I'd be curious as to what an aero bike saves on the same climb.

Weaklegs
Posts: 3
Joined: Tue Dec 03, 2019 5:18 pm

by Weaklegs

AJS914 wrote:
Thu Dec 19, 2019 9:15 pm
I think I did it right. It isn't a super steep climb. We ride it in a big ring usually on our group ride. I'm sure one saves a lot more time if the climb is a lot steeper.

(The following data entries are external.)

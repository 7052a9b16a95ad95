use serde_json::{Map, Value};
use sqlx::PgPool;

use crate::database::manager::DatabaseError;
use crate::database::models::{Company, CompanyDetail, JobSummary, NewCompany};
use crate::database::repository::Repository;
use crate::filter::{FieldMap, FieldRule, FieldRules, FilterOp, RangeRule};

pub const COMPANY_FIELDS: FieldMap = FieldMap::new(&[
    ("numEmployees", "num_employees"),
    ("logoUrl", "logo_url"),
]);

pub const COMPANY_FILTERS: FieldRules = FieldRules::new(
    &[
        FieldRule::contains("name", "name"),
        FieldRule::new("minEmployees", "num_employees", FilterOp::Gte),
        FieldRule::new("maxEmployees", "num_employees", FilterOp::Lte),
    ],
    &[RangeRule { min: "minEmployees", max: "maxEmployees" }],
);

const COMPANY_COLUMNS: &str = "handle, name, description, num_employees, logo_url";

pub struct CompanyRepository {
    repo: Repository<Company>,
}

impl CompanyRepository {
    pub fn new(pool: PgPool) -> Self {
        Self { repo: Repository::new("companies", pool) }
    }

    /// Fails with `Duplicate` when the handle is taken.
    pub async fn create(&self, data: &NewCompany) -> Result<Company, DatabaseError> {
        let existing = sqlx::query_scalar::<_, String>("SELECT handle FROM companies WHERE handle = $1")
            .bind(&data.handle)
            .fetch_optional(self.repo.pool())
            .await?;
        if existing.is_some() {
            return Err(DatabaseError::Duplicate(format!("Duplicate company: {}", data.handle)));
        }

        let company = sqlx::query_as::<_, Company>(&format!(
            "INSERT INTO companies (handle, name, description, num_employees, logo_url)
             VALUES ($1, $2, $3, $4, $5)
             RETURNING {}",
            COMPANY_COLUMNS
        ))
        .bind(&data.handle)
        .bind(&data.name)
        .bind(&data.description)
        .bind(data.num_employees)
        .bind(&data.logo_url)
        .fetch_one(self.repo.pool())
        .await?;

        tracing::info!("Created company {}", company.handle);
        Ok(company)
    }

    pub async fn find_all(&self) -> Result<Vec<Company>, DatabaseError> {
        self.find_filter(&Map::new()).await
    }

    /// Search by `name` (substring, case-insensitive), `minEmployees`, `maxEmployees`.
    pub async fn find_filter(&self, search: &Map<String, Value>) -> Result<Vec<Company>, DatabaseError> {
        self.repo.select_where(COMPANY_COLUMNS, search, &COMPANY_FILTERS, "name").await
    }

    pub async fn get(&self, handle: &str) -> Result<CompanyDetail, DatabaseError> {
        let company = sqlx::query_as::<_, Company>(&format!(
            "SELECT {} FROM companies WHERE handle = $1",
            COMPANY_COLUMNS
        ))
        .bind(handle)
        .fetch_optional(self.repo.pool())
        .await?
        .ok_or_else(|| DatabaseError::NotFound(format!("No company: {}", handle)))?;

        let jobs = sqlx::query_as::<_, JobSummary>(
            "SELECT id, title, salary, equity FROM jobs WHERE company_handle = $1 ORDER BY id",
        )
        .bind(handle)
        .fetch_all(self.repo.pool())
        .await?;

        Ok(CompanyDetail { company, jobs })
    }

    /// Partial update: only the keys present in `data` change.
    pub async fn update(&self, handle: &str, data: &Map<String, Value>) -> Result<Company, DatabaseError> {
        self.repo
            .update_returning(data, &COMPANY_FIELDS, "handle", Value::from(handle), COMPANY_COLUMNS)
            .await?
            .ok_or_else(|| DatabaseError::NotFound(format!("No company: {}", handle)))
    }

    pub async fn remove(&self, handle: &str) -> Result<(), DatabaseError> {
        if !self.repo.delete_by_key("handle", Value::from(handle)).await? {
            return Err(DatabaseError::NotFound(format!("No company: {}", handle)));
        }
        Ok(())
    }
}

#[cfg(test)]
mod tests {
    use super::*;
    use crate::filter::{FilterError, FilterUpdate, FilterWhere};
    use serde_json::json;

    #[test]
    fn company_search_fragment() {
        let search = json!({ "name": "ab", "minEmployees": 100, "maxEmployees": 1000 });
        let fragment = FilterWhere::generate(search.as_object().unwrap(), &COMPANY_FILTERS).unwrap();

        assert_eq!(
            fragment.clause,
            "\"name\" ILIKE $1 AND \"num_employees\" >= $2 AND \"num_employees\" <= $3"
        );
        assert_eq!(fragment.params, vec![json!("%ab%"), json!(100), json!(1000)]);
    }

    #[test]
    fn company_search_rejects_inverted_range() {
        let search = json!({ "minEmployees": 1000, "maxEmployees": 100 });
        let err = FilterWhere::generate(search.as_object().unwrap(), &COMPANY_FILTERS).unwrap_err();
        assert!(matches!(err, FilterError::InvalidRange(_)));
    }

    #[test]
    fn company_update_maps_camel_case_fields() {
        let data = json!({ "numEmployees": 10, "logoUrl": "http://x.img", "name": "New" });
        let fragment = FilterUpdate::generate(data.as_object().unwrap(), &COMPANY_FIELDS).unwrap();

        assert_eq!(fragment.clause, "\"num_employees\"=$1, \"logo_url\"=$2, \"name\"=$3");
        assert_eq!(fragment.next_placeholder(), "$4");
    }
}
use thiserror::Error;

use crate::config;

#[derive(Debug, Error)]
pub enum PasswordError {
    #[error("Password hashing failed: {0}")]
    Bcrypt(#[from] bcrypt::BcryptError),

    #[error("Password hashing task failed: {0}")]
    Task(#[from] tokio::task::JoinError),
}

/// Bcrypt hash at the configured cost.
pub fn hash_password(password: &str) -> Result<String, PasswordError> {
    let cost = config::config().security.password_hash_cost;
    Ok(bcrypt::hash(password, cost)?)
}

pub fn verify_password(password: &str, hash: &str) -> Result<bool, PasswordError> {
    Ok(bcrypt::verify(password, hash)?)
}

/// `hash_password` on the blocking pool; bcrypt is too slow for an executor thread.
pub async fn hash_password_blocking(password: String) -> Result<String, PasswordError> {
    tokio::task::spawn_blocking(move || hash_password(&password)).await?
}

pub async fn verify_password_blocking(password: String, hash: String) -> Result<bool, PasswordError> {
    tokio::task::spawn_blocking(move || verify_password(&password, &hash)).await?
}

edit - just reran it. 18 seconds.

This Much Less Weight 4.5 kg
Over This Distance 7000 meters
On Hill of Slope 0.02 Decimal
Faster by 17.89 s
Ahead by 143.86 m
Frontal Area 0.5 m^2
Coefficient Wind Drag 0.5 Dimensionless
Air Density 1.226 kg/m^3
Weight Rider & Bike 90 kg
Rolling Coefficient 0.004 Dimensionless
Power 250 watts

I'd be curious as to what an aero bike saves on the same climb.
Do I understant correct...slope 0.02 is 2% slope? Big ring on a climb WTF. If it's correct than it's not a hill or climb, more like almoust flat, and you can ride 30km/h on 2%. Weight makes difference on over 5%slope. Everything below is for aero gains.

User avatar
silvalis
Posts: 760
Joined: Mon Sep 07, 2015 1:02 am
Location: Aus

by silvalis

is 2% classed as a false flat?
Chasse patate

TobinHatesYou
Posts: 5066
Joined: Mon Jul 24, 2017 12:02 pm

by TobinHatesYou

silvalis wrote:
Fri Dec 20, 2019 1:22 am
is 2% classed as a false flat?
1% is a false flat. 2% is sort of a transition point. It’s certainly not typically the grade used on calculations like this. I tend to start at 5-6% minimum because that is where a lighter bike would be better for me on climbs longer than 30min.

Bordcla
Posts: 250
Joined: Wed Dec 20, 2017 3:42 pm

by Bordcla

robertbb wrote:
Wed Dec 18, 2019 12:20 am
Mr.Gib wrote:
Tue Dec 17, 2019 7:34 pm
Bordcla wrote:
Tue Dec 17, 2019 7:13 pm
Calnago wrote:And 1lb of weight on a high end road bike is very meaningful to me.
You do realize that this is a 100% placebo/mental restriction that you impose on yourself, right? Your own weight varies by more than that over the course of a single ride. Do you ditch your saddlebag, bottles and empty your pockets before every climb?
The laws of physics tell us that extra weight is not 100% placebo (curious about your sources). The impact of extra weight on acceleration and climbing is very real and quantifiable. The magnitude of the impact and how important that impact is, can certainly be debated.

Regardless of the magnitude of the effect on performance, some people like the feel of a lighter bike. And no matter how heavy the rider is or what they may be carrying, a bike that is a pound lighter, is always a pound lighter and consequently requires less energy to accelerate or to raise its altitude.
I don't disagree with you on this, but you have to put it in context.

Losing 500g off the weight of a bike may seem like a lot when compared with the weight of the bike. 500g off a 7kg bike is an "improvement" of 7.14%.

Losing 500g off the full system weight (all of which has to fight gravity and go uphill, and which therefore must include the rider) is a loss of 0.71% if you factor in a 63kg rider. It's even less if the rider is heavier.
And 63 kg is a fairly light rider. That's the reported TDF race weight of Chris Froome.

I'm at less than 6% body fat, and way lean, but still 81kg. Losing 500g represents .6%.

If people truly feel that little difference when accelerating their bike out of a hairpin, they are more sensitive than I am.

I will feel the effort, the sting in the legs, the burning in the lungs, but not the less-than-a-tenth-of-a-percent less mass to displace.